I'm making an application which takes in a user's tweets using the Twitter API and one component of it is performing sentiment extraction from the tweet texts. For development I'm using xampp, of course using the Apache HTML Server as my workspace. I'm using Eclipse for PHP as an IDE.
For the sentiment extraction I'm using the uClassify Sentiment Classifier. The Classifier uses an API to receive a number of requests and with each request it sends back XML data from which the sentiment values can be parsed.
Now the application may process a large number of tweets (maximum allowed is 3200) at once. For example if there are 3200 tweets then the system will send 3200 API calls at once to this Classifier. Unfortunately for this number the system does not scale well and in fact xampp crashes after a short while of running the system with these calls. However, with a modest number of tweets (for example 500 tweets) the system works fine, so I am assuming it may be due to large number of API calls. It may help to note that the maximum number of API calls allowed by uClassify per day is 5000, but since the maximum is 3200 I am pretty sure that it is not exceeding this number.

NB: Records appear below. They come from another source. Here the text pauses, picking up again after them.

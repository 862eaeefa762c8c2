//! Per-member state derived from presence.

use std::collections::{HashMap, HashSet};
use std::time::Instant;

use crate::config::FocusConfig;
use crate::source::{EndpointId, MediaType};

use super::presence::{MucAffiliation, MucRole, OccupantId, Presence, PresenceExtension};
use super::source_info::{parse_source_info, SourceInfo};

/// Role of a member as the focus sees it.
///
/// Ordered by privilege so that comparisons read naturally.
#[derive(Debug, Clone, Copy, PartialEq, Eq, PartialOrd, Ord)]
pub enum MemberRole {
    Visitor,
    Participant,
    Moderator,
    Owner,
}

impl MemberRole {
    /// Derive from the room-service occupant fields.
    pub fn from_muc(role: MucRole, affiliation: MucAffiliation) -> Self {
        match (role, affiliation) {
            (MucRole::Visitor, _) => MemberRole::Visitor,
            (_, MucAffiliation::Owner) => MemberRole::Owner,
            (MucRole::Moderator, _) => MemberRole::Moderator,
            _ => MemberRole::Participant,
        }
    }

    pub fn is_visitor(&self) -> bool {
        matches!(self, MemberRole::Visitor)
    }

    pub fn is_moderator(&self) -> bool {
        *self >= MemberRole::Moderator
    }
}

/// Media-session capabilities a member advertises via feature strings.
#[derive(Debug, Clone, Copy, PartialEq, Eq, Hash, strum::Display, strum::EnumString)]
#[strum(serialize_all = "kebab-case", ascii_case_insensitive)]
pub enum Feature {
    Audio,
    Video,
    Sctp,
    Rtx,
    Remb,
    Tcc,
    SourceNames,
    JsonSources,
    SsrcRewriting,
    Red,
}

/// Feature strings that mark service robots; only honored when the
/// claiming member's real domain is in the trusted list.
const FEATURE_JIBRI: &str = "jibri";
const FEATURE_JIGASI: &str = "jigasi";
const FEATURE_TRANSCRIBER: &str = "transcriber";

/// Outcome of applying a role update to a member.
#[derive(Debug, Clone, Copy, PartialEq, Eq)]
pub enum RoleChange {
    Unchanged,
    Applied { old: MemberRole, new: MemberRole },
    /// Visitor <-> non-visitor transitions are not supported; the
    /// previous role is kept so downstream counts stay correct.
    RefusedVisitorTransition { kept: MemberRole, refused: MemberRole },
}

/// A chat-room occupant and everything derived from its presence.
#[derive(Debug, Clone)]
pub struct ChatRoomMember {
    pub occupant: OccupantId,
    pub endpoint_id: EndpointId,
    pub role: MemberRole,
    pub is_robot: bool,
    /// XEP-0115 node#ver capability string.
    pub caps: Option<String>,
    pub source_infos: HashMap<String, SourceInfo>,
    /// Whether a source-info payload has ever been seen; gates the
    /// legacy mute fallback.
    pub has_source_info: bool,
    pub legacy_audio_muted: bool,
    pub legacy_video_muted: bool,
    pub region: Option<String>,
    pub stats_id: Option<String>,
    /// Preferred video codecs, most preferred first.
    pub video_codecs: Vec<String>,
    pub features: HashSet<Feature>,
    pub is_jibri: bool,
    pub is_jigasi: bool,
    pub is_transcriber: bool,
    pub joined_at: Instant,
}

impl ChatRoomMember {
    /// Build the initial state from a join presence.
    pub fn from_presence(presence: &Presence, config: &FocusConfig) -> Self {
        let mut member = Self {
            occupant: presence.from.clone(),
            endpoint_id: presence.from.endpoint_id(),
            role: MemberRole::from_muc(presence.role, presence.affiliation),
            is_robot: false,
            caps: None,
            source_infos: HashMap::new(),
            has_source_info: false,
            // Legacy default: a member that advertises nothing is muted.
            legacy_audio_muted: true,
            legacy_video_muted: true,
            region: None,
            stats_id: None,
            video_codecs: Vec::new(),
            features: HashSet::new(),
            is_jibri: false,
            is_jigasi: false,
            is_transcriber: false,
            joined_at: Instant::now(),
        };
        member.update_from_presence(presence, config);
        member
    }

    /// Fold a presence update into the member state. Role updates go
    /// through [`ChatRoomMember::apply_role`] separately so the caller
    /// can react to refused transitions.
    pub fn update_from_presence(&mut self, presence: &Presence, config: &FocusConfig) {
        let trusted = presence
            .real_domain()
            .map(|d| config.trusted_domains.iter().any(|t| t == d))
            .unwrap_or(false);

        for extension in &presence.extensions {
            match extension {
                PresenceExtension::UserInfo { robot } => self.is_robot = *robot,
                PresenceExtension::Caps { node, ver } => {
                    self.caps = Some(format!("{}#{}", node, ver));
                }
                PresenceExtension::SourceInfo(raw) => match parse_source_info(raw) {
                    Ok(infos) => {
                        self.source_infos = infos;
                        self.has_source_info = true;
                    }
                    Err(e) => {
                        tracing::warn!(
                            "Discarding malformed source-info from {}: {}",
                            self.occupant,
                            e
                        );
                    }
                },
                PresenceExtension::Features(raw_features) => {
                    self.features = raw_features
                        .iter()
                        .filter_map(|f| f.parse::<Feature>().ok())
                        .collect();
                    if trusted {
                        self.is_jibri = raw_features.iter().any(|f| f == FEATURE_JIBRI);
                        self.is_jigasi = raw_features.iter().any(|f| f == FEATURE_JIGASI);
                        self.is_transcriber =
                            raw_features.iter().any(|f| f == FEATURE_TRANSCRIBER);
                    } else if raw_features.iter().any(|f| {
                        f == FEATURE_JIBRI || f == FEATURE_JIGASI || f == FEATURE_TRANSCRIBER
                    }) {
                        tracing::warn!(
                            "Ignoring service-robot claim from untrusted domain: {}",
                            self.occupant
                        );
                    }
                }
                PresenceExtension::Region(region) => self.region = Some(region.clone()),
                PresenceExtension::StatsId(id) => self.stats_id = Some(id.clone()),
                PresenceExtension::CodecList(codecs) => {
                    self.video_codecs = normalize_codec_list(codecs.clone());
                }
                PresenceExtension::CodecType(codec) => {
                    if self.video_codecs.is_empty() {
                        self.video_codecs = normalize_codec_list(vec![codec.clone()]);
                    }
                }
                PresenceExtension::AudioMuted(muted) => self.legacy_audio_muted = *muted,
                PresenceExtension::VideoMuted(muted) => self.legacy_video_muted = *muted,
                PresenceExtension::Opaque { .. } => {}
            }
        }
    }

    /// Apply a role reported by the room service, refusing visitor
    /// transitions.
    pub fn apply_role(&mut self, role: MucRole, affiliation: MucAffiliation) -> RoleChange {
        let new = MemberRole::from_muc(role, affiliation);
        if new == self.role {
            return RoleChange::Unchanged;
        }
        if new.is_visitor() != self.role.is_visitor() {
            return RoleChange::RefusedVisitorTransition { kept: self.role, refused: new };
        }
        let old = std::mem::replace(&mut self.role, new);
        RoleChange::Applied { old, new }
    }

    /// Whether this member currently contributes to the sender count of
    /// `media_type`.
    pub fn is_sender_of(&self, media_type: MediaType) -> bool {
        if self.has_source_info {
            self.source_infos.values().any(|i| i.is_sender_of(media_type))
        } else {
            match media_type {
                MediaType::Audio => !self.legacy_audio_muted,
                MediaType::Video => !self.legacy_video_muted,
            }
        }
    }

    pub fn has_feature(&self, feature: Feature) -> bool {
        self.features.contains(&feature)
    }

    pub fn is_service_robot(&self) -> bool {
        self.is_jibri || self.is_jigasi || self.is_transcriber
    }
}

/// Codec preferences keep their advertised order; vp8 is appended as
/// the interop floor when absent.
fn normalize_codec_list(mut codecs: Vec<String>) -> Vec<String> {
    for codec in codecs.iter_mut() {
        *codec = codec.to_ascii_lowercase();
    }
    if !codecs.iter().any(|c| c == "vp8") {
        codecs.push("vp8".to_string());
    }
    codecs
}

This is pretty much my first time working on this kind of web development, so I am not sure if I'm making a rookie mistake here. I am not sure what I could be doing wrong and don't know where to start looking. Any advice/insight will help a lot!
EDIT: added source code in question
Update index method
function updateIndex($timeline, $connection, $user_handle, $json_index, $most_recent) {
// URL arrays for uClassify API calls
$urls = [ ];
$urls_id = [ ];
// halt if no more new tweets are found
$halt = false;
// set to 1 to skip first tweet after 1st batch
$j = 0;
// count number of new tweets indexed
$count = 0;
while ( (count ( $timeline ) != 1 || $j == 0) && $halt == false ) {
$no_of_tweets_in_batch = 0;
$n = $j;
while ( ($n < count ( $timeline )) && $halt == false ) {
$tweet_id = $timeline [$n]->id_str;
if ($tweet_id > $most_recent) {
$text = $timeline [$n]->text;
$tokens = parseTweet ( $text );
$coord = extractLocation ( $timeline, $n );
addSentimentURL ( $text, $tweet_id, $urls, $urls_id );
$keywords = makeEntry ( $tokens, $tweet_id, $coord, $text );
foreach ( $keywords as $type ) {
$json_index [] = $type;
}
$n ++;
$no_of_tweets_in_batch ++;
} else {
$halt = true;
}
}
if ($halt == false) {
$tweet_id = $timeline [$n - 1]->id_str;
$timeline = $connection->get ( 'statuses/user_timeline', array (
'screen_name' => $user_handle,
'count' => 200,
'max_id' => $tweet_id
) );
// skip 1st tweet after 1st batch
$j = 1;
}
$count += $no_of_tweets_in_batch;
}
$json_index = extractSentiments ( $urls, $urls_id, $json_index );
echo 'Number of tweets indexed: ' . ($count);
return $json_index;
}
extract sentiment method
function extractSentiments($urls, $urls_id, &$json_index) {
$responses = multiHandle ( $urls );
// add sentiments to all index entries
foreach ( $json_index as $i => $term ) {
$tweet_id = $term ['tweet_id'];
foreach ( $urls_id as $j => $id ) {
if ($tweet_id == $id) {
$sentiment = parseSentiment ( $responses [$j] );
$json_index [$i] ['sentiment'] = $sentiment;
}
}
}
return $json_index;
}
Method for handling multiple API calls
This is where the uClassify API calls are being processed at once:
function multiHandle($urls) {
// curl handles
$curls = array ();
// results returned in xml
$xml = array ();
// init multi handle
$mh = curl_multi_init ();
foreach ( $urls as $i => $d ) {
// init curl handle
$curls [$i] = curl_init ();
$url = (is_array ( $d ) && ! empty ( $d ['url'] )) ? $d ['url'] : $d;
// set url to curl handle
curl_setopt ( $curls [$i], CURLOPT_URL, $url );
// on success, return actual result rather than true
curl_setopt ( $curls [$i], CURLOPT_RETURNTRANSFER, 1 );
// add curl handle to multi handle
curl_multi_add_handle ( $mh, $curls [$i] );
}
// execute the handles
$active = null;
do {
curl_multi_exec ( $mh, $active );
} while ( $active > 0 );
// get xml and flush handles
foreach ( $curls as $i => $ch ) {
$xml [$i] = curl_multi_getcontent ( $ch );
curl_multi_remove_handle ( $mh, $ch );
}
// close multi handle
curl_multi_close ( $mh );
return $xml;
}